En suma, no parece ser la forma de integración familiar lo que facilita o dificulta la  educación de los niños y adolescentes, sino la actitud egoísta o generosa de cada uno de los adultos que la forman y que son (o deberían ser) los encargados de criarlos. No se trata de justificar la irresponsabilidad argumentando el rechazo a la “obligación” arcaica (aquella de “como soy mujer estoy obligada a lavar la ropa”, o “como soy hombre tengo la obligación de proveer la manutención”) sino de tomar conciencia de que las tareas inherentes a la crianza de los niños y adolescentes deben obligatoriamente ser realizadas, sin importar quién sea el que las lleve a cabo, pero asegurándose de que efectivamente se cumplan.
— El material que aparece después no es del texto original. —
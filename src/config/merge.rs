//! Configuration merging logic
//!
//! Priority: CLI args > edconf.toml > defaults

use crate::resolver::ResolverOptions;

use super::toml_schema::EdconfToml;

/// The CLI resolves many files per run, so it caches parsed configs unless told otherwise.
const DEFAULT_CACHE: bool = true;

/// CLI options that can override config file settings.
///
/// Uses `Option<T>` to distinguish "not specified" from "explicitly set".
#[derive(Debug, Default)]
pub struct CliOptions {
    pub file_name: Option<String>,
    pub raw: Option<bool>,
}

/// Effective settings for one run
#[derive(Debug, Clone, PartialEq, Eq)]
pub struct Settings {
    pub resolver: ResolverOptions,
    pub raw: bool,
}

/// Merge configurations from CLI, TOML, and defaults.
pub fn merge_settings(cli: &CliOptions, toml: Option<&EdconfToml>) -> Settings {
    let defaults = ResolverOptions::default();
    let resolve = toml.map(|t| &t.resolve);

    Settings {
        resolver: ResolverOptions {
            file_name: cli
                .file_name
                .clone()
                .or_else(|| resolve.and_then(|r| r.file_name.clone()))
                .unwrap_or(defaults.file_name),
            max_alternatives: resolve
                .and_then(|r| r.max_alternatives)
                .unwrap_or(defaults.max_alternatives),
            cache: resolve.and_then(|r| r.cache).unwrap_or(DEFAULT_CACHE),
        },
        raw: cli
            .raw
            .or_else(|| toml.and_then(|t| t.output.raw))
            .unwrap_or(false),
    }
}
Los “aprendizajes” negativos provistos por cuidadores negligentes, incapaces u omisos que contaminan la vida de un ser en desarrollo, como el destierro, el abandono, el irrespeto, la falta de amor y la falta de horizontes esperanzadores, son a tal punto nefastos que si a alguien ya le ha sido “enseñado” todo eso probablemente poco podrá aportarle el enseñarle a leer y escribir. Es decir, no interesa que la familia esté constituida por una única persona, por una pareja tradicional, heterosexual o atípica, por muchos o por pocos parientes o por los funcionarios de una institución de acogida, y tampoco que habite en un rancho, una vivienda modesta, una suntuosa mansión o un apartamento de lujo. Lo que verdaderamente cuenta es que esté formada por individuos conscientes de que tener menores “a su cargo” significa hacerse responsables de ellos, y por lo tanto brindarles las condiciones de vida que éstos necesitan para desarrollarse saludable y dignamente. Es decir, asegurarles que asisten a una verdadera “escuela”.